> [YOUR ASSIGNMENT] Find "pub fn relative_files(root: &Path)" and "let digest = hash_file(&root.join(&rel))?;" in the records below. Copy the lines holding them and every line between, exactly, and no others.

> [EXERCISE DATA]
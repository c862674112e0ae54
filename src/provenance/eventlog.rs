//! SH-015: Append-only JSONL build log under the state directory.

use crate::core::error::{BuildError, Result};
use crate::core::types::{BuildEvent, TimestampedEvent};
use chrono::{SecondsFormat, Utc};
use std::io::Write;
use std::path::{Path, PathBuf};

/// RFC 3339 UTC timestamp with second precision.
pub fn now_rfc3339() -> String {
    Utc::now().to_rfc3339_opts(SecondsFormat::Secs, true)
}

/// Run id: `r-` plus 12 hex digits from the clock.
pub fn generate_run_id() -> String {
    let nanos = Utc::now().timestamp_nanos_opt().unwrap_or_default() as u64;
    format!("r-{:012x}", nanos & 0xFFFF_FFFF_FFFF)
}

pub fn event_log_path(state_dir: &Path) -> PathBuf {
    state_dir.join("events.jsonl")
}

/// Append one event as a JSON line.
pub fn append_event(state_dir: &Path, event: BuildEvent) -> Result<()> {
    std::fs::create_dir_all(state_dir).map_err(|e| BuildError::io(state_dir, e))?;
    let path = event_log_path(state_dir);

    let line = serde_json::to_string(&TimestampedEvent {
        ts: now_rfc3339(),
        event,
    })
    .map_err(|e| BuildError::Config(format!("cannot encode event: {}", e)))?;

    let mut file = std::fs::OpenOptions::new()
        .create(true)
        .append(true)
        .open(&path)
        .map_err(|e| BuildError::io(&path, e))?;
    writeln!(file, "{}", line).map_err(|e| BuildError::io(&path, e))
}

/// Read every event back; malformed lines are skipped with a warning.
pub fn read_events(state_dir: &Path) -> Result<Vec<TimestampedEvent>> {
    let path = event_log_path(state_dir);
    let content = match std::fs::read_to_string(&path) {
        Ok(c) => c,
        Err(e) if e.kind() == std::io::ErrorKind::NotFound => return Ok(Vec::new()),
        Err(e) => return Err(BuildError::io(&path, e)),
    };

    let mut events = Vec::new();
    for (n, line) in content.lines().enumerate() {
        if line.trim().is_empty() {
            continue;
        }
        match serde_json::from_str::<TimestampedEvent>(line) {
            Ok(ev) => events.push(ev),
            Err(e) => tracing::warn!(line = n + 1, error = %e, "skipping malformed event"),
        }
    }
    Ok(events)
}

/// Records events for one run; logging failures never abort the build.
#[derive(Debug, Clone)]
pub struct EventRecorder {
    state_dir: PathBuf,
    run_id: String,
}

impl EventRecorder {
    pub fn new(state_dir: &Path) -> Self {
        Self {
            state_dir: state_dir.to_path_buf(),
            run_id: generate_run_id(),
        }
    }

    pub fn run_id(&self) -> &str {
        &self.run_id
    }

    pub fn record(&self, event: BuildEvent) {
        if let Err(e) = append_event(&self.state_dir, event) {
            tracing::warn!(error = %e, "cannot append to build log");
        }
    }
}
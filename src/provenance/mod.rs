//! Build provenance: content digests and the JSONL build log.

pub mod eventlog;
pub mod hasher;
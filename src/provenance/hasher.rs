//! SH-014: BLAKE3 digests of staged build directories.
//!
//! A build's digest covers every staged file (relative path and content)
//! plus the ids of its external dependencies, so two builds with the same
//! digest publish byte-identical packages.

use crate::core::error::{BuildError, Result};
use crate::core::types::ExternalDependency;
use std::io::Read;
use std::path::Path;

const READ_CHUNK: usize = 64 * 1024;

fn tagged(hash: blake3::Hash) -> String {
    format!("blake3:{}", hash.to_hex())
}

/// Digest of one file's bytes.
pub fn hash_file(path: &Path) -> Result<String> {
    let mut file = std::fs::File::open(path).map_err(|e| BuildError::io(path, e))?;
    let mut hasher = blake3::Hasher::new();
    let mut buf = vec![0u8; READ_CHUNK];
    loop {
        let n = file.read(&mut buf).map_err(|e| BuildError::io(path, e))?;
        if n == 0 {
            break;
        }
        hasher.update(&buf[..n]);
    }
    Ok(tagged(hasher.finalize()))
}

pub fn hash_bytes(bytes: &[u8]) -> String {
    tagged(blake3::hash(bytes))
}

/// Every regular file under `root` as a `/`-separated relative path, sorted.
/// Symlinks are not followed.
pub fn relative_files(root: &Path) -> Result<Vec<String>> {
    fn walk(root: &Path, dir: &Path, out: &mut Vec<String>) -> Result<()> {
        let mut children = std::fs::read_dir(dir)
            .map_err(|e| BuildError::io(dir, e))?
            .collect::<std::io::Result<Vec<_>>>()
            .map_err(|e| BuildError::io(dir, e))?;
        children.sort_by_key(|e| e.file_name());

        for child in children {
            let path = child.path();
            let kind = child.file_type().map_err(|e| BuildError::io(&path, e))?;
            if kind.is_dir() {
                walk(root, &path, out)?;
            } else if kind.is_file() {
                let rel = path
                    .strip_prefix(root)
                    .unwrap_or(&path)
                    .to_string_lossy()
                    .replace('\\', "/");
                out.push(rel);
            }
        }
        Ok(())
    }

    let mut out = Vec::new();
    walk(root, root, &mut out)?;
    Ok(out)
}

/// (relative path, digest) for every file under `root`.
pub fn file_digests(root: &Path) -> Result<Vec<(String, String)>> {
    relative_files(root)?
        .into_iter()
        .map(|rel| {
            let digest = hash_file(&root.join(&rel))?;
            Ok((rel, digest))
        })
        .collect()
}

/// Digest of a directory tree. Creation order does not matter; names do.
pub fn hash_directory(root: &Path) -> Result<String> {
    let mut hasher = blake3::Hasher::new();
    for (rel, digest) in file_digests(root)? {
        hasher.update(rel.as_bytes());
        hasher.update(b"\0");
        hasher.update(digest.as_bytes());
        hasher.update(b"\n");
    }
    Ok(tagged(hasher.finalize()))
}

/// Digest identifying a build: staged tree plus external dependency ids.
pub fn build_digest(build_dir: &Path, external: &[ExternalDependency]) -> Result<String> {
    let mut hasher = blake3::Hasher::new();
    hasher.update(hash_directory(build_dir)?.as_bytes());
    for dep in external {
        hasher.update(b"\0");
        hasher.update(dep.name.as_bytes());
        hasher.update(b"=");
        hasher.update(dep.artifact_id.as_bytes());
    }
    Ok(tagged(hasher.finalize()))
}

#[cfg(test)]
mod tests {
    use super::*;

    #[test]
    fn test_sh014_hash_file_format() {
        let dir = tempfile::tempdir().unwrap();
        let path = dir.path().join("applet.py");
        std::fs::write(&path, "def main(): pass").unwrap();
        let h = hash_file(&path).unwrap();
        assert!(h.starts_with("blake3:"));
        assert_eq!(h.len(), 7 + 64);
        assert_eq!(h, hash_bytes(b"def main(): pass"));
    }

    #[test]
    fn test_sh014_hash_file_missing_is_io() {
        let err = hash_file(Path::new("/nonexistent/applet.py")).unwrap_err();
        assert_eq!(err.category(), "io");
    }

    #[test]
    fn test_sh014_directory_creation_order() {
        let d1 = tempfile::tempdir().unwrap();
        std::fs::write(d1.path().join("b.txt"), "bbb").unwrap();
        std::fs::write(d1.path().join("a.txt"), "aaa").unwrap();

        let d2 = tempfile::tempdir().unwrap();
        std::fs::write(d2.path().join("a.txt"), "aaa").unwrap();
        std::fs::write(d2.path().join("b.txt"), "bbb").unwrap();

        assert_eq!(
            hash_directory(d1.path()).unwrap(),
            hash_directory(d2.path()).unwrap()
        );
    }

    #[test]
    fn test_sh014_directory_rename_changes_digest() {
        let d1 = tempfile::tempdir().unwrap();
        std::fs::write(d1.path().join("a.txt"), "same").unwrap();
        let d2 = tempfile::tempdir().unwrap();
        std::fs::write(d2.path().join("z.txt"), "same").unwrap();
        assert_ne!(
            hash_directory(d1.path()).unwrap(),
            hash_directory(d2.path()).unwrap()
        );
    }

    #[test]
    fn test_sh014_file_digests_nested_sorted() {
        let dir = tempfile::tempdir().unwrap();
        std::fs::create_dir_all(dir.path().join("src")).unwrap();
        std::fs::create_dir_all(dir.path().join("resources/usr/bin")).unwrap();
        std::fs::write(dir.path().join("src/qc.py"), "1").unwrap();
        std::fs::write(dir.path().join("resources/usr/bin/tool"), "2").unwrap();
        let rels: Vec<String> = file_digests(dir.path())
            .unwrap()
            .into_iter()
            .map(|(rel, _)| rel)
            .collect();
        assert_eq!(rels, vec!["resources/usr/bin/tool", "src/qc.py"]);
    }

    #[cfg(unix)]
    #[test]
    fn test_sh014_symlinks_ignored() {
        let dir = tempfile::tempdir().unwrap();
        std::fs::write(dir.path().join("real.txt"), "x").unwrap();
        let before = hash_directory(dir.path()).unwrap();
        std::os::unix::fs::symlink(dir.path().join("real.txt"), dir.path().join("link.txt"))
            .unwrap();
        assert_eq!(before, hash_directory(dir.path()).unwrap());
    }

    #[test]
    fn test_sh014_build_digest_covers_external() {
        let dir = tempfile::tempdir().unwrap();
        std::fs::write(dir.path().join("qc.py"), "x").unwrap();
        let samtools = ExternalDependency {
            name: "samtools-1.3.tar.gz".into(),
            artifact_id: "file-a".into(),
        };
        let bumped = ExternalDependency {
            artifact_id: "file-b".into(),
            ..samtools.clone()
        };
        let a = build_digest(dir.path(), &[samtools.clone()]).unwrap();
        let b = build_digest(dir.path(), &[bumped]).unwrap();
        assert_ne!(a, b);
        assert_eq!(a, build_digest(dir.path(), &[samtools]).unwrap());
    }
}
use crate::backends::auth::StorageTokens;
use crate::error::IngestError;
use crate::metadata::StorageLayout;
use crate::traits::{ObjectStore, TokenSource};
use async_trait::async_trait;
use google_cloud_storage::client::{Client as GcsClient, ClientConfig};
use google_cloud_storage::http::objects::upload::{Media, UploadObjectRequest, UploadType};
use std::sync::Arc;

/// Simple media uploads into one bucket.
pub struct GcsObjectStore {
    client: GcsClient,
    layout: StorageLayout,
}

impl GcsObjectStore {
    /// Requests are authorized with the same tokens the index and model clients use.
    pub fn new(layout: StorageLayout, tokens: Arc<dyn TokenSource>) -> Self {
        let config = ClientConfig {
            token_source_provider: Some(Box::new(StorageTokens::new(tokens))),
            ..ClientConfig::default()
        };

        Self {
            client: GcsClient::new(config),
            layout,
        }
    }
}

fn media(object: &str, content_type: &str, length: usize) -> Media {
    let mut media = Media::new(object.to_string());
    media.content_type = content_type.to_string().into();
    media.content_length = u64::try_from(length).ok();
    media
}

#[async_trait]
impl ObjectStore for GcsObjectStore {
    async fn upload(
        &self,
        object: &str,
        bytes: Vec<u8>,
        content_type: &str,
    ) -> Result<String, IngestError> {
        let upload_type = UploadType::Simple(media(object, content_type, bytes.len()));

        self.client
            .upload_object(
                &UploadObjectRequest {
                    bucket: self.layout.bucket.clone(),
                    ..Default::default()
                },
                bytes,
                &upload_type,
            )
            .await
            .map_err(|error| IngestError::Upload {
                object: object.to_string(),
                reason: error.to_string(),
            })?;

        Ok(self.layout.uri(object))
    }
}

#[cfg(test)]
mod tests {
    use super::*;

    #[test]
    fn media_carries_object_name_type_and_length() {
        let media = media("raw/ward b/notes 1.pdf", "application/pdf", 2_048);

        assert_eq!(media.name, "raw/ward b/notes 1.pdf");
        assert_eq!(media.content_type, "application/pdf");
        assert_eq!(media.content_length, Some(2_048));
    }
}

> [PROBLEM SOLUTION]
pub fn relative_files(root: &Path) -> Result<Vec<String>> {
    fn walk(root: &Path, dir: &Path, out: &mut Vec<String>) -> Result<()> {
        let mut children = std::fs::read_dir(dir)
            .map_err(|e| BuildError::io(dir, e))?
            .collect::<std::io::Result<Vec<_>>>()
            .map_err(|e| BuildError::io(dir, e))?;
        children.sort_by_key(|e| e.file_name());

        for child in children {
            let path = child.path();
            let kind = child.file_type().map_err(|e| BuildError::io(&path, e))?;
            if kind.is_dir() {
                walk(root, &path, out)?;
            } else if kind.is_file() {
                let rel = path
                    .strip_prefix(root)
                    .unwrap_or(&path)
                    .to_string_lossy()
                    .replace('\\', "/");
                out.push(rel);
            }
        }
        Ok(())
    }

    let mut out = Vec::new();
    walk(root, root, &mut out)?;
    Ok(out)
}

/// (relative path, digest) for every file under `root`.
pub fn file_digests(root: &Path) -> Result<Vec<(String, String)>> {
    relative_files(root)?
        .into_iter()
        .map(|rel| {
            let digest = hash_file(&root.join(&rel))?;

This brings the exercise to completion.